Hong Kong has emerged as the leading global market for initial public offerings (IPOs), raising more funds than both the New York Stock Exchange and Nasdaq last year, according to KPMG. This strong momentum continued into the first quarter of 2026, with more than 600 companies currently waiting to list on the Hong Kong exchange as of June 8, 2026 [1]. Despite this impressive fundraising activity, the performance of newly listed stocks has been lackluster. Out of 179 IPOs since January 2025, about half have traded lower over the past three months, a trend that contrasts with the mild drop in the benchmark Hang Seng index and gains of over 10% for the FTSE Renaissance Global IPO Index during the same period [1].
The underperformance is particularly pronounced among stocks included in the Stock Connect program, which allows mainland Chinese investors to buy Hong Kong-listed shares directly. Of the 33 stocks that joined the Connect on March 9, more than half more than doubled in price between their IPO and the last trading day before inclusion. Eight stocks, including AI startup Deepexi, surged by more than 300% during that period. However, all eight have since dropped by 10% or more, with Deepexi down 51% as of June 3, 2026 [1].
This volatility has attracted attention from Beijing, with the state-backed Securities Times highlighting concerns over sharp rallies and subsequent declines in Hong Kong IPOs on May 29, 2026 [1]. Analysts point to capital retreating to mainland China's often cheaper A shares after stocks join the Connect program, as noted by Leonid Mironov of Gavekal. Ding Wenjie of China Asset Management Co. observed that some funds in Hong Kong have used Connect inclusion to generate additional returns [1].

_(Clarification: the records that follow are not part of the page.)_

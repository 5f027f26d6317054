mod common;

use std::sync::Arc;

use common::{NOTIFY_URL, fixture};
use farm_market_api::{
    error::AppError,
    models::OrderStatus,
    payment::{GatewayError, PaymentGateway, PaymentRequest},
    services::{NotifyOutcome, PaymentService},
};
use rust_decimal_macros::dec;

#[tokio::test]
async fn invalid_signature_never_changes_state() {
    let fx = fixture().await;
    let product = fx.add_product("Heirloom Tomatoes", dec!(10.00), 10).await;
    let order = fx.place_order(&product, 3).await;
    let order_id = order.id.to_string();

    for trade_status in ["TRADE_SUCCESS", "TRADE_CLOSED", "WAIT_BUYER_PAY"] {
        let mut params = fx.signed_notify(&[
            ("out_trade_no", order_id.as_str()),
            ("trade_status", trade_status),
        ]);
        params.insert("total_amount".into(), "0.01".into());

        let outcome = fx.state.payments.handle_notify(params).await;
        assert_eq!(outcome, NotifyOutcome::Rejected);
    }

    let mut unsigned = fx.signed_notify(&[
        ("out_trade_no", order_id.as_str()),
        ("trade_status", "TRADE_SUCCESS"),
    ]);
    unsigned.remove("sign");
    assert_eq!(
        fx.state.payments.handle_notify(unsigned).await,
        NotifyOutcome::Rejected
    );

    let stored = fx.product(product.id).await;
    assert_eq!(stored.stock, 7);
    assert_eq!(stored.sales_count, 0);
    assert_eq!(fx.order(order.id).await.status, OrderStatus::CREATED);
}

#[tokio::test]
async fn trade_success_marks_paid_and_duplicates_apply_once() {
    let fx = fixture().await;
    let product = fx.add_product("Heirloom Tomatoes", dec!(10.00), 10).await;
    let order = fx.place_order(&product, 3).await;
    let order_id = order.id.to_string();
    let params = fx.signed_notify(&[
        ("app_id", "2021000000000000"),
        ("out_trade_no", order_id.as_str()),
        ("trade_no", "2026101822001400000000000001"),
        ("trade_status", "TRADE_SUCCESS"),
        ("buyer_memo", ""),
    ]);

    let first = fx.state.payments.handle_notify(params.clone()).await;
    assert_eq!(first, NotifyOutcome::Applied(order.id));
    assert!(first.acknowledged());

    let stored = fx.product(product.id).await;
    assert_eq!(stored.stock, 4);
    assert_eq!(stored.sales_count, 3);
    assert_eq!(fx.order(order.id).await.status, OrderStatus::PAID);

    let second = fx.state.payments.handle_notify(params).await;
    assert_eq!(second, NotifyOutcome::AlreadyPaid(order.id));
    assert_eq!(second.reply(), "success");

    let stored = fx.product(product.id).await;
    assert_eq!(stored.stock, 4);
    assert_eq!(stored.sales_count, 3);
}

#[tokio::test]
async fn other_trade_status_is_acknowledged_without_mutation() {
    let fx = fixture().await;
    let product = fx.add_product("Heirloom Tomatoes", dec!(10.00), 10).await;
    let order = fx.place_order(&product, 3).await;
    let order_id = order.id.to_string();

    let params = fx.signed_notify(&[
        ("out_trade_no", order_id.as_str()),
        ("trade_status", "WAIT_BUYER_PAY"),
    ]);
    assert_eq!(
        fx.state.payments.handle_notify(params).await,
        NotifyOutcome::Skipped
    );
    assert_eq!(fx.order(order.id).await.status, OrderStatus::CREATED);
    assert_eq!(fx.product(product.id).await.stock, 7);
}

#[tokio::test]
async fn unknown_or_malformed_trade_numbers_are_rejected() {
    let fx = fixture().await;

    let unknown = fx.signed_notify(&[("out_trade_no", "777"), ("trade_status", "TRADE_SUCCESS")]);
    assert_eq!(
        fx.state.payments.handle_notify(unknown).await,
        NotifyOutcome::Rejected
    );

    let malformed =
        fx.signed_notify(&[("out_trade_no", "ORD-1"), ("trade_status", "TRADE_SUCCESS")]);
    assert_eq!(
        fx.state.payments.handle_notify(malformed).await,
        NotifyOutcome::Rejected
    );
}

#[tokio::test]
async fn payment_form_carries_order_amount_and_subject() {
    let fx = fixture().await;
    let product = fx.add_product("Heirloom Tomatoes", dec!(10.00), 10).await;
    let order = fx.place_order(&product, 3).await;

    let form = fx.state.payments.create_payment(order.id).await.unwrap();

    assert!(form.contains("alipay.trade.page.pay"));
    assert!(form.contains("&quot;total_amount&quot;:&quot;30.00&quot;"));
    assert!(form.contains("Heirloom Tomatoes"));
    assert!(form.contains(NOTIFY_URL));
}

#[tokio::test]
async fn payment_form_requires_order_and_stock() {
    let fx = fixture().await;
    let err = fx.state.payments.create_payment(31337).await.unwrap_err();
    assert!(matches!(err, AppError::NotFound(_)));

    let product = fx.add_product("Snow Peas", dec!(15.00), 4).await;
    let order = fx.place_order(&product, 3).await;
    let err = fx.state.payments.create_payment(order.id).await.unwrap_err();
    assert!(matches!(err, AppError::InsufficientStock { .. }));
}

struct BrokenGateway;

impl PaymentGateway for BrokenGateway {
    fn create_payment_form(&self, _request: &PaymentRequest) -> Result<String, GatewayError> {
        Err(GatewayError::InvalidRequest("gateway offline".into()))
    }
}

#[tokio::test]
async fn gateway_failure_yields_an_empty_form() {
    let fx = fixture().await;
    let product = fx.add_product("Heirloom Tomatoes", dec!(10.00), 10).await;
    let order = fx.place_order(&product, 1).await;

    let payments = PaymentService::new(
        Arc::new(fx.store.clone()),
        Arc::new(fx.store.clone()),
        Arc::new(BrokenGateway),
        Arc::new(fx.signer.clone()),
        NOTIFY_URL.into(),
        "http://localhost:8080/orders".into(),
        Arc::new(fx.store.clone()),
    );

    let form = payments.create_payment(order.id).await.unwrap();
    assert!(form.is_empty());
}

Goldman Sachs predicted that Hong Kong listings will raise about $60 billion in 2026, nearly double the $36 billion raised in 2025. However, the firm recently downgraded Hong Kong H shares in favor of mainland Chinese A shares, citing greater exposure to artificial intelligence hardware plays. Benjamin Cavender of China Market Research Group commented that low fees, weaker fundraising, and intensifying competition have put pressure on China's financial sector, leading to a focus on short-term performance. HKEX stated that share price performance is influenced by a range of factors [1].
Looking ahead, Knowledge Atlas Technology, the company behind AI model Zhipu, is among the high-profile stocks expected to begin trading in Shanghai, which may serve as a test for market sentiment and performance [1].
CONCLUSION
Hong Kong continues to dominate global IPO fundraising, but persistent weak performance among newly listed stocks is raising concerns among investors and regulators. The trend of capital shifting to mainland A shares and recent analyst downgrades suggest ongoing challenges for Hong Kong's IPO market. Upcoming listings, such as Knowledge Atlas Technology, will be closely watched as indicators of future market direction.